INPUT DATA: Begin

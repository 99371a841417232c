use std::fmt;

use bytes::Bytes;
use chrono::{DateTime, Utc};
use num_enum::{IntoPrimitive, TryFromPrimitive};
#[cfg(feature = "serde")]
use serde::{Deserialize, Serialize};

use crate::error::Result;
use crate::io::date_range::{decode_date_range, encode_date_range};

/// The granularity of a date range bound.
#[derive(Clone, Copy, Debug, PartialEq, Eq, Hash, TryFromPrimitive, IntoPrimitive)]
#[cfg_attr(feature = "serde", derive(Serialize, Deserialize))]
#[repr(u8)]
pub enum DateRangePrecision {
    Year = 0,
    Month = 1,
    Day = 2,
    Hour = 3,
    Minute = 4,
    Second = 5,
    Millisecond = 6,
    /// Marks a bound as `*`.
    Unbounded = 0xFF,
}

impl DateRangePrecision {
    /// The `chrono` format string that renders a timestamp at this precision.
    fn format(&self) -> Option<&'static str> {
        match self {
            DateRangePrecision::Year => Some("%Y"),
            DateRangePrecision::Month => Some("%Y-%m"),
            DateRangePrecision::Day => Some("%Y-%m-%d"),
            DateRangePrecision::Hour => Some("%Y-%m-%dT%H"),
            DateRangePrecision::Minute => Some("%Y-%m-%dT%H:%M"),
            DateRangePrecision::Second => Some("%Y-%m-%dT%H:%M:%S"),
            DateRangePrecision::Millisecond => Some("%Y-%m-%dT%H:%M:%S%.3fZ"),
            DateRangePrecision::Unbounded => None,
        }
    }
}

/// One end of a [`DateRange`]: a timestamp in milliseconds since the Unix epoch and the
/// precision it was given at.
#[derive(Clone, Copy, Debug, PartialEq, Eq, Hash)]
#[cfg_attr(feature = "serde", derive(Serialize, Deserialize))]
pub struct DateRangeBound {
    precision: DateRangePrecision,
    time_ms: i64,
}

impl DateRangeBound {
    pub fn new(precision: DateRangePrecision, time_ms: i64) -> Self {
        Self { precision, time_ms }
    }

    /// The `*` bound.
    pub fn unbounded() -> Self {
        Self::new(DateRangePrecision::Unbounded, -1)
    }

    pub fn from_datetime(datetime: DateTime<Utc>, precision: DateRangePrecision) -> Self {
        Self::new(precision, datetime.timestamp_millis())
    }

    pub fn is_unbounded(&self) -> bool {
        self.precision == DateRangePrecision::Unbounded
    }

    pub fn precision(&self) -> DateRangePrecision {
        self.precision
    }

    pub fn time_ms(&self) -> i64 {
        self.time_ms
    }

    /// The bound's timestamp, or `None` for `*` and timestamps `chrono` cannot represent.
    pub fn to_datetime(&self) -> Option<DateTime<Utc>> {
        if self.is_unbounded() {
            return None;
        }
        DateTime::from_timestamp_millis(self.time_ms)
    }
}

impl fmt::Display for DateRangeBound {
    fn fmt(&self, f: &mut fmt::Formatter<'_>) -> fmt::Result {
        match (self.precision.format(), self.to_datetime()) {
            (None, _) => f.write_str("*"),
            (Some(format), Some(datetime)) => write!(f, "{}", datetime.format(format)),
            (Some(_), None) => write!(f, "{}", self.time_ms),
        }
    }
}

/// A date range: a single date, or an interval whose ends may be open.
///
/// A single date keeps its value in the lower bound. Nothing checks that the lower bound comes
/// before the upper bound.
#[derive(Clone, Copy, Debug, PartialEq, Eq, Hash)]
#[cfg_attr(feature = "serde", derive(Serialize, Deserialize))]
pub struct DateRange {
    lower_bound: DateRangeBound,
    upper_bound: DateRangeBound,
    is_single_date: bool,
}

impl DateRange {
    pub fn new(
        lower_bound: DateRangeBound,
        upper_bound: DateRangeBound,
        is_single_date: bool,
    ) -> Self {
        Self {
            lower_bound,
            upper_bound,
            is_single_date,
        }
    }

    /// A single date. `DateRangeBound::unbounded()` gives `*`.
    pub fn single(date: DateRangeBound) -> Self {
        Self::new(date, DateRangeBound::unbounded(), true)
    }

    /// `[lower TO upper]`. Either end may be `DateRangeBound::unbounded()`.
    pub fn closed(lower_bound: DateRangeBound, upper_bound: DateRangeBound) -> Self {
        Self::new(lower_bound, upper_bound, false)
    }

    pub fn lower_bound(&self) -> &DateRangeBound {
        &self.lower_bound
    }

    pub fn upper_bound(&self) -> &DateRangeBound {
        &self.upper_bound
    }

    pub fn is_single_date(&self) -> bool {
        self.is_single_date
    }

    /// Encode this range as the date range custom type.
    pub fn to_bytes(&self) -> Bytes {
        encode_date_range(self)
    }

    pub fn from_bytes(buf: &[u8]) -> Result<Self> {
        decode_date_range(buf)
    }
}

impl fmt::Display for DateRange {
    fn fmt(&self, f: &mut fmt::Formatter<'_>) -> fmt::Result {
        if self.is_single_date {
            write!(f, "{}", self.lower_bound)
        } else {
            write!(f, "[{} TO {}]", self.lower_bound, self.upper_bound)
        }
    }
}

INPUT DATA: End

WHAT THIS TASK INVOLVES. Return all the lines shown above, word for word.

EXPECTED OUTPUT.
repository 99371a841417232c
use std::fmt;

use bytes::Bytes;
use chrono::{DateTime, Utc};
use num_enum::{IntoPrimitive, TryFromPrimitive};
#[cfg(feature = "serde")]
use serde::{Deserialize, Serialize};

use crate::error::Result;
use crate::io::date_range::{decode_date_range, encode_date_range};

/// The granularity of a date range bound.
#[derive(Clone, Copy, Debug, PartialEq, Eq, Hash, TryFromPrimitive, IntoPrimitive)]
#[cfg_attr(feature = "serde", derive(Serialize, Deserialize))]
#[repr(u8)]
pub enum DateRangePrecision {
    Year = 0,
    Month = 1,
    Day = 2,
    Hour = 3,
    Minute = 4,
    Second = 5,
    Millisecond = 6,
    /// Marks a bound as `*`.
    Unbounded = 0xFF,
}

impl DateRangePrecision {
    /// The `chrono` format string that renders a timestamp at this precision.
    fn format(&self) -> Option<&'static str> {
        match self {
            DateRangePrecision::Year => Some("%Y"),
            DateRangePrecision::Month => Some("%Y-%m"),
            DateRangePrecision::Day => Some("%Y-%m-%d"),
            DateRangePrecision::Hour => Some("%Y-%m-%dT%H"),
            DateRangePrecision::Minute => Some("%Y-%m-%dT%H:%M"),
            DateRangePrecision::Second => Some("%Y-%m-%dT%H:%M:%S"),
            DateRangePrecision::Millisecond => Some("%Y-%m-%dT%H:%M:%S%.3fZ"),
            DateRangePrecision::Unbounded => None,
        }
    }
}

/// One end of a [`DateRange`]: a timestamp in milliseconds since the Unix epoch and the
/// precision it was given at.
#[derive(Clone, Copy, Debug, PartialEq, Eq, Hash)]
#[cfg_attr(feature = "serde", derive(Serialize, Deserialize))]
pub struct DateRangeBound {
    precision: DateRangePrecision,
    time_ms: i64,
}

impl DateRangeBound {
    pub fn new(precision: DateRangePrecision, time_ms: i64) -> Self {
        Self { precision, time_ms }
    }

    /// The `*` bound.
    pub fn unbounded() -> Self {
        Self::new(DateRangePrecision::Unbounded, -1)
    }

    pub fn from_datetime(datetime: DateTime<Utc>, precision: DateRangePrecision) -> Self {
        Self::new(precision, datetime.timestamp_millis())
    }

    pub fn is_unbounded(&self) -> bool {
        self.precision == DateRangePrecision::Unbounded
    }

    pub fn precision(&self) -> DateRangePrecision {
        self.precision
    }

    pub fn time_ms(&self) -> i64 {
        self.time_ms
    }

    /// The bound's timestamp, or `None` for `*` and timestamps `chrono` cannot represent.
    pub fn to_datetime(&self) -> Option<DateTime<Utc>> {
        if self.is_unbounded() {
            return None;
        }
        DateTime::from_timestamp_millis(self.time_ms)
    }
}

impl fmt::Display for DateRangeBound {
    fn fmt(&self, f: &mut fmt::Formatter<'_>) -> fmt::Result {
        match (self.precision.format(), self.to_datetime()) {
            (None, _) => f.write_str("*"),
            (Some(format), Some(datetime)) => write!(f, "{}", datetime.format(format)),
            (Some(_), None) => write!(f, "{}", self.time_ms),
        }
    }
}

/// A date range: a single date, or an interval whose ends may be open.
///
/// A single date keeps its value in the lower bound. Nothing checks that the lower bound comes
/// before the upper bound.
#[derive(Clone, Copy, Debug, PartialEq, Eq, Hash)]
#[cfg_attr(feature = "serde", derive(Serialize, Deserialize))]
pub struct DateRange {
    lower_bound: DateRangeBound,
    upper_bound: DateRangeBound,
    is_single_date: bool,
}

impl DateRange {
    pub fn new(
        lower_bound: DateRangeBound,
        upper_bound: DateRangeBound,
        is_single_date: bool,
    ) -> Self {
        Self {
            lower_bound,
            upper_bound,
            is_single_date,
        }
    }

    /// A single date. `DateRangeBound::unbounded()` gives `*`.
    pub fn single(date: DateRangeBound) -> Self {
        Self::new(date, DateRangeBound::unbounded(), true)
    }

    /// `[lower TO upper]`. Either end may be `DateRangeBound::unbounded()`.
    pub fn closed(lower_bound: DateRangeBound, upper_bound: DateRangeBound) -> Self {
        Self::new(lower_bound, upper_bound, false)
    }

    pub fn lower_bound(&self) -> &DateRangeBound {
        &self.lower_bound
    }

    pub fn upper_bound(&self) -> &DateRangeBound {
        &self.upper_bound
    }

    pub fn is_single_date(&self) -> bool {
        self.is_single_date
    }

    /// Encode this range as the date range custom type.
    pub fn to_bytes(&self) -> Bytes {
        encode_date_range(self)
    }

    pub fn from_bytes(buf: &[u8]) -> Result<Self> {
        decode_date_range(buf)
    }
}

impl fmt::Display for DateRange {
    fn fmt(&self, f: &mut fmt::Formatter<'_>) -> fmt::Result {
        if self.is_single_date {
            write!(f, "{}", self.lower_bound)
        } else {
            write!(f, "[{} TO {}]", self.lower_bound, self.upper_bound)
        }
    }
}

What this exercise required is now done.